--- Work request ---
In the records below, find the line holding "pub mod utils;" and the line holding "A failed append". Set down both, with every line between them, exactly.

Stored dataset items
=== Section Start ===

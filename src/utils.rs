/*!
 * Utility functions for codemap-extract
 */

use std::fs;
use std::path::{Path, PathBuf};

use walkdir::{DirEntry, WalkDir};

use crate::rules::IgnoreRules;
use crate::types::root_basename;

/// Sorted, rule-aware traversal of a scan root
///
/// Every traversal of a run goes through this type so that scanning,
/// mapping and copying see exactly the same set of entries.
pub struct TreeWalker<'a> {
    root: &'a Path,
    root_name: String,
    rules: &'a IgnoreRules,
    skip: Vec<PathBuf>,
}

impl<'a> TreeWalker<'a> {
    /// Walk `root`, excluding whatever `rules` exclude
    pub fn new(root: &'a Path, rules: &'a IgnoreRules) -> Self {
        Self {
            root,
            root_name: root_basename(root),
            rules,
            skip: Vec::new(),
        }
    }

    /// Also prune those of `dirs` that exist inside the root (the run's own output)
    pub fn skipping(mut self, dirs: &[PathBuf]) -> Self {
        let Ok(root) = fs::canonicalize(self.root) else {
            return self;
        };

        self.skip = dirs
            .iter()
            .filter_map(|dir| fs::canonicalize(dir).ok())
            .filter_map(|dir| {
                dir.strip_prefix(&root)
                    .ok()
                    .filter(|rel| !rel.as_os_str().is_empty())
                    .map(Path::to_path_buf)
            })
            .collect();
        self
    }

    /// Path of `path` relative to the root
    pub fn relative<'p>(&self, path: &'p Path) -> &'p Path {
        path.strip_prefix(self.root).unwrap_or(path)
    }

    /// Whether the entry at `path` is pruned
    pub fn is_excluded(&self, path: &Path) -> bool {
        let relative = self.relative(path);
        if relative.as_os_str().is_empty() {
            return false;
        }

        if self.skip.iter().any(|skip| relative == skip) {
            return true;
        }

        self.rules.is_ignored_path(&self.root_name, relative)
    }

    /// All retained entries below the root, depth first, sorted by name
    pub fn entries(&self) -> impl Iterator<Item = DirEntry> + '_ {
        WalkDir::new(self.root)
            .min_depth(1)
            .sort_by_file_name()
            .into_iter()
            .filter_entry(move |entry| !self.is_excluded(entry.path()))
            .filter_map(|result| match result {
                Ok(entry) => Some(entry),
                Err(e) => {
                    log::warn!("Skipping unreadable entry: {}", e);
                    None
                }
            })
    }

    /// Retained regular files (symlinks to files included)
    pub fn files(&self) -> impl Iterator<Item = DirEntry> + '_ {
        self.entries().filter(|entry| entry.path().is_file())
    }
}

/// Extension of `path` with its leading dot, `None` for dot-files and bare names
pub fn file_extension(path: &Path) -> Option<String> {
    path.extension()
        .map(|ext| ext.to_string_lossy())
        .filter(|ext| !ext.is_empty())
        .map(|ext| format!(".{}", ext))
}

/// Number of files and total bytes below `dir`
pub fn directory_footprint(dir: &Path) -> (u64, u64) {
    WalkDir::new(dir)
        .into_iter()
        .filter_map(Result::ok)
        .filter(|entry| entry.file_type().is_file())
        .fold((0, 0), |(count, size), entry| {
            let len = entry.metadata().map(|m| m.len()).unwrap_or(0);
            (count + 1, size + len)
        })
}

/// Expand a leading `~` to the home directory
pub fn expand_home(input: &str) -> PathBuf {
    if input == "~" {
        if let Some(home) = dirs::home_dir() {
            return home;
        }
    }
    if let Some(rest) = input.strip_prefix("~/") {
        if let Some(home) = dirs::home_dir() {
            return home.join(rest);
        }
    }
    PathBuf::from(input)
}

/// Format a human-readable file size
pub fn format_file_size(size: u64) -> String {
    const KB: u64 = 1024;
    const MB: u64 = KB * 1024;
    const GB: u64 = MB * 1024;

    if size >= GB {
        format!("{:.2} GB", size as f64 / GB as f64)
    } else if size >= MB {
        format!("{:.2} MB", size as f64 / MB as f64)
    } else if size >= KB {
        format!("{:.2} KB", size as f64 / KB as f64)
    } else {
        format!("{} bytes", size)
    }
}

#[cfg(test)]
mod tests {
    use super::*;
    use tempfile::tempdir;

    #[test]
    fn extension_uses_last_dot() {
        assert_eq!(file_extension(Path::new("a/b.py")), Some(".py".to_string()));
        assert_eq!(file_extension(Path::new("x.tar.gz")), Some(".gz".to_string()));
        assert_eq!(file_extension(Path::new(".bashrc")), None);
        assert_eq!(file_extension(Path::new("Makefile")), None);
    }

    #[test]
    fn walker_prunes_ignored_directories_and_output() {
        let dir = tempdir().unwrap();
        let root = dir.path();
        fs::create_dir_all(root.join("src")).unwrap();
        fs::create_dir_all(root.join("build/deep")).unwrap();
        fs::create_dir_all(root.join("out/proj")).unwrap();
        fs::write(root.join("src/a.py"), "x").unwrap();
        fs::write(root.join("build/deep/b.py"), "x").unwrap();
        fs::write(root.join("out/proj/c.py"), "x").unwrap();

        let rules = IgnoreRules::new(Vec::<String>::new(), ["*/build*"]).unwrap();
        let output = root.join("out/proj");
        let walker = TreeWalker::new(root, &rules).skipping(&[output]);

        let files: Vec<PathBuf> = walker
            .files()
            .map(|e| walker.relative(e.path()).to_path_buf())
            .collect();
        assert_eq!(files, vec![PathBuf::from("src/a.py")]);
    }

    #[test]
    fn footprint_counts_nested_files() {
        let dir = tempdir().unwrap();
        fs::create_dir_all(dir.path().join("pkg/sub")).unwrap();
        fs::write(dir.path().join("pkg/__init__.py"), vec![b'a'; 100]).unwrap();
        fs::write(dir.path().join("pkg/sub/m.py"), vec![b'b'; 24]).unwrap();

        assert_eq!(directory_footprint(&dir.path().join("pkg")), (2, 124));
    }

    #[test]
    fn sizes_are_human_readable() {
        assert_eq!(format_file_size(512), "512 bytes");
        assert_eq!(format_file_size(2048), "2.00 KB");
        assert_eq!(format_file_size(3 * 1024 * 1024), "3.00 MB");
    }
}
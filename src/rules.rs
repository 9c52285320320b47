//! Ignore rules shared by every traversal of a run
//!
//! Folder patterns are fnmatch-style globs: `*` also crosses `/` and braces
//! are literal characters. A path is tested in two spellings, relative to
//! the scan root (`src/build`) and anchored at the root's own name
//! (`proj/src/build`), so that patterns such as `*/build*` prune a
//! top-level `build/` without ever matching the directories above the scan
//! root. A pattern that cannot be compiled is logged and skipped.

use std::collections::BTreeSet;
use std::path::{Component, Path};

use globset::{GlobBuilder, GlobSet, GlobSetBuilder};

use crate::config::Config;
use crate::error::Result;

/// Compiled extension and folder exclusions
#[derive(Debug, Clone)]
pub struct IgnoreRules {
    extensions: BTreeSet<String>,
    folders: GlobSet,
}

impl IgnoreRules {
    /// Compile the given rules
    pub fn new<E, F>(extensions: E, folders: F) -> Result<Self>
    where
        E: IntoIterator,
        E::Item: Into<String>,
        F: IntoIterator,
        F::Item: Into<String>,
    {
        let extensions = extensions.into_iter().map(Into::into).collect();

        let mut builder = GlobSetBuilder::new();
        for pattern in folders.into_iter().map(Into::into) {
            match GlobBuilder::new(&literal_braces(&pattern))
                .literal_separator(false)
                .build()
            {
                Ok(glob) => {
                    builder.add(glob);
                }
                Err(e) => log::warn!("Skipping ignore pattern '{}': {}", pattern, e),
            }
        }

        Ok(Self {
            extensions,
            folders: builder.build()?,
        })
    }

    /// Compile the rules carried by a loaded configuration
    pub fn from_config(config: &Config) -> Result<Self> {
        Self::new(
            config.ignored_extensions.iter().cloned(),
            config.ignored_folders.iter().cloned(),
        )
    }

    /// Rules that exclude nothing
    pub fn empty() -> Self {
        Self {
            extensions: BTreeSet::new(),
            folders: GlobSet::empty(),
        }
    }

    /// Whether `extension` (with its leading dot) is excluded
    pub fn is_ignored_extension(&self, extension: &str) -> bool {
        self.extensions.contains(extension)
    }

    /// Whether the entry at `relative` below a root named `root_name` is excluded
    pub fn is_ignored_path(&self, root_name: &str, relative: &Path) -> bool {
        if self.folders.is_empty() {
            return false;
        }

        let relative = slash_path(relative);
        if relative.is_empty() {
            return false;
        }

        self.folders.is_match(&relative)
            || self.folders.is_match(format!("{}/{}", root_name, relative))
    }
}

/// Escape `{` and `}`, which fnmatch has no alternation for
fn literal_braces(pattern: &str) -> String {
    pattern.replace('{', "[{]").replace('}', "[}]")
}

/// Join the normal components of `path` with `/`
fn slash_path(path: &Path) -> String {
    path.components()
        .filter_map(|c| match c {
            Component::Normal(part) => Some(part.to_string_lossy()),
            _ => None,
        })
        .collect::<Vec<_>>()
        .join("/")
}
/*!
 * codemap-extract - Snapshot a project for external review
 *
 * This library walks a project directory, writes an indented codemap of its
 * structure, copies the selected file types into one flat timestamped folder
 * and documents the libraries the sources import.
 */

pub mod codemap;
pub mod collector;
pub mod config;
pub mod error;
pub mod extract;
pub mod library;
pub mod prompt;
pub mod report;
pub mod rules;
pub mod scanner;
pub mod types;
pub mod utils;


// Re-export main components for easier access
pub use codemap::CodemapWriter;
pub use collector::{flatten_name, FileCollector};
pub use config::{Config, IgnorePatterns};
pub use error::{ExtractError, Result};
pub use extract::{discover, Discovery, Extraction};
pub use library::{LibraryReporter, LibraryResolver, PythonEnvironment};
pub use prompt::{parse_file_types, parse_libraries, Prompter, SelectionError};
pub use report::{Reporter, RunSummary};
pub use rules::IgnoreRules;
pub use scanner::Scanner;
pub use types::{CopyKind, CopyStats, LibraryInfo, RunLayout, RunRequest};

/// Version of the library
pub const VERSION: &str = env!("CARGO_PKG_VERSION");
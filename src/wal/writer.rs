//! WAL Writer
//!
//! Handles appending entries to the WAL file.

use std::fs::{File, OpenOptions};
use std::io::{BufWriter, Seek, SeekFrom, Write};
use std::path::{Path, PathBuf};

use super::reader::{RecordRead, WalReader};
use super::WalEntry;
use crate::config::WalSyncStrategy;
use crate::entry::Entry;
use crate::error::{Result, TierError};

/// Writes entries to the WAL file
///
/// A failed append or sync rolls the file back to the last successful sync,
/// so a record whose append returned an error never reaches the log.
pub struct WalWriter {
    path: PathBuf,
    /// `None` once a rollback itself failed; the segment takes no more writes
    writer: Option<BufWriter<File>>,
    /// LSN handed to the next appended record
    next_lsn: u64,
    sync_strategy: WalSyncStrategy,
    /// Records written since the last fsync
    uncommitted: usize,
    /// Bytes written since the last fsync
    unsynced_bytes: u64,
    /// File length as of the last successful sync
    synced_len: u64,
    /// `next_lsn` as of the last successful sync
    synced_lsn: u64,
    #[cfg(test)]
    fail_next_sync: bool,
}

impl WalWriter {
    /// Open or create a WAL file.
    ///
    /// An existing file keeps its records. Invalid bytes after the last valid
    /// record are cut off so new records start on a record boundary, and the
    /// LSN sequence continues after the last valid record.
    pub fn open(path: &Path, sync_strategy: WalSyncStrategy) -> Result<Self> {
        let (next_lsn, valid_end) = if path.exists() {
            scan_tail(path)?
        } else {
            (1, 0)
        };

        let mut file = OpenOptions::new()
            .create(true)
            .read(true)
            .write(true)
            .open(path)?;
        if file.metadata()?.len() > valid_end {
            tracing::warn!(
                path = %path.display(),
                valid_end,
                "cutting invalid tail off WAL segment"
            );
            file.set_len(valid_end)?;
            file.sync_all()?;
        }
        file.seek(SeekFrom::End(0))?;

        Ok(Self {
            path: path.to_path_buf(),
            writer: Some(BufWriter::new(file)),
            next_lsn,
            sync_strategy,
            uncommitted: 0,
            unsynced_bytes: 0,
            synced_len: valid_end,
            synced_lsn: next_lsn,
            #[cfg(test)]
            fail_next_sync: false,
        })
    }

    /// Append an entry to the WAL, returning its LSN.
    ///
    /// With `EveryWrite` the record is on disk when this returns; with
    /// `EveryNEntries` it is on disk once the group is synced. On error the
    /// log is rolled back to the last sync.
    pub fn append(&mut self, entry: &Entry) -> Result<u64> {
        let lsn = self.next_lsn;
        let record = WalEntry::new(lsn, entry.clone()).serialize()?;
        if let Err(e) = self.write_record(&record) {
            self.rollback();
            return Err(e);
        }
        Ok(lsn)
    }

    fn write_record(&mut self, record: &[u8]) -> Result<()> {
        self.buffer()?.write_all(record)?;
        self.next_lsn += 1;
        self.uncommitted += 1;
        self.unsynced_bytes += record.len() as u64;

        let due = match self.sync_strategy {
            WalSyncStrategy::EveryWrite => true,
            WalSyncStrategy::EveryNEntries { count } => self.uncommitted >= count,
        };
        if due {
            self.sync_buffered()?;
        }
        Ok(())
    }

    /// Force sync to disk
    pub fn sync(&mut self) -> Result<()> {
        if let Err(e) = self.sync_buffered() {
            self.rollback();
            return Err(e);
        }
        Ok(())
    }

    fn sync_buffered(&mut self) -> Result<()> {
        let writer = self.buffer()?;
        writer.flush()?;
        self.injected_sync_failure()?;
        let writer = self.buffer()?;
        writer.get_ref().sync_data()?;

        self.synced_len += self.unsynced_bytes;
        self.synced_lsn = self.next_lsn;
        self.unsynced_bytes = 0;
        self.uncommitted = 0;
        Ok(())
    }

    #[cfg(test)]
    fn injected_sync_failure(&mut self) -> std::io::Result<()> {
        if std::mem::take(&mut self.fail_next_sync) {
            return Err(std::io::Error::new(std::io::ErrorKind::Other, "sync failed"));
        }
        Ok(())
    }

    #[cfg(not(test))]
    fn injected_sync_failure(&mut self) -> std::io::Result<()> {
        Ok(())
    }

    /// Discard everything written since the last successful sync.
    ///
    /// Buffered bytes are dropped without being written and the file is cut
    /// back to the synced length. If that fails too the segment is closed
    /// for writes.
    fn rollback(&mut self) {
        let discarded = self.next_lsn - self.synced_lsn;
        self.next_lsn = self.synced_lsn;
        self.uncommitted = 0;
        self.unsynced_bytes = 0;

        let Some(writer) = self.writer.take() else {
            return;
        };
        let (mut file, _unwritten) = writer.into_parts();
        let restored = file
            .set_len(self.synced_len)
            .and_then(|()| file.seek(SeekFrom::Start(self.synced_len)));
        match restored {
            Ok(_) => {
                tracing::warn!(
                    path = %self.path.display(),
                    discarded,
                    synced_len = self.synced_len,
                    "rolled WAL back to last sync after failed write"
                );
                self.writer = Some(BufWriter::new(file));
            }
            Err(e) => {
                tracing::error!(
                    path = %self.path.display(),
                    error = %e,
                    "WAL rollback failed, segment closed for writes"
                );
            }
        }
    }

    fn buffer(&mut self) -> Result<&mut BufWriter<File>> {
        let path = &self.path;
        self.writer.as_mut().ok_or_else(|| {
            TierError::WalCorruption(format!(
                "WAL segment {} is unusable after a failed rollback",
                path.display()
            ))
        })
    }

    /// Drop every record and restart the LSN sequence
    pub fn truncate(&mut self) -> Result<()> {
        let writer = self.buffer()?;
        writer.flush()?;
        let file = writer.get_mut();
        file.set_len(0)?;
        file.seek(SeekFrom::Start(0))?;
        file.sync_all()?;
        self.next_lsn = 1;
        self.uncommitted = 0;
        self.unsynced_bytes = 0;
        self.synced_len = 0;
        self.synced_lsn = 1;
        Ok(())
    }

    /// LSN the next append will receive
    pub fn current_lsn(&self) -> u64 {
        self.next_lsn
    }

    pub fn uncommitted_count(&self) -> usize {
        self.uncommitted
    }

    pub fn path(&self) -> &Path {
        &self.path
    }
}

/// Find the next LSN and the end of the last valid record.
fn scan_tail(path: &Path) -> Result<(u64, u64)> {
    let mut reader = WalReader::open(path)?;
    let mut last_lsn = 0;
    let mut valid_end = 0;
    loop {
        match reader.read_record()? {
            Some(RecordRead::Valid(entry)) => {
                last_lsn = entry.lsn;
                valid_end = reader.position();
            }
            Some(RecordRead::Corrupted { .. }) => {}
            Some(RecordRead::Torn) | None => break,
        }
    }
    Ok((last_lsn + 1, valid_end))
}
//! MemTable Module
//!
//! In-memory data structure for recent writes.
//!
//! ## Responsibilities
//! - Fast reads and writes in memory
//! - Concurrent inserts and reads without an outer lock
//! - Track approximate size for flush triggers
//! - Ordered iteration for SSTable creation and range scans
//!
//! ## Data Structure Choice
//! `crossbeam_skiplist::SkipMap` keyed by `Bytes`:
//! - Ordered keys (required for SSTable generation)
//! - Lock-free inserts and lookups
//! - Values are `Option<Bytes>`, `None` being a tombstone
//!
//! ## Lifecycle
//! Active (accepts writes) → flushing (read-only, being written to an
//! SSTable) → dropped once the SSTable is published.

mod table;

pub use table::{MemTable, MemTableIterator, ENTRY_OVERHEAD};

=== Section End ===

--- Exercise solution ---
pub mod utils;


// Re-export main components for easier access
pub use codemap::CodemapWriter;
pub use collector::{flatten_name, FileCollector};
pub use config::{Config, IgnorePatterns};
pub use error::{ExtractError, Result};
pub use extract::{discover, Discovery, Extraction};
pub use library::{LibraryReporter, LibraryResolver, PythonEnvironment};
pub use prompt::{parse_file_types, parse_libraries, Prompter, SelectionError};
pub use report::{Reporter, RunSummary};
pub use rules::IgnoreRules;
pub use scanner::Scanner;
pub use types::{CopyKind, CopyStats, LibraryInfo, RunLayout, RunRequest};

/// Version of the library
pub const VERSION: &str = env!("CARGO_PKG_VERSION");
filename src/wal/writer.rs
//! WAL Writer
//!
//! Handles appending entries to the WAL file.

use std::fs::{File, OpenOptions};
use std::io::{BufWriter, Seek, SeekFrom, Write};
use std::path::{Path, PathBuf};

use super::reader::{RecordRead, WalReader};
use super::WalEntry;
use crate::config::WalSyncStrategy;
use crate::entry::Entry;
use crate::error::{Result, TierError};

/// Writes entries to the WAL file
///
/// A failed append or sync rolls the file back to the last successful sync,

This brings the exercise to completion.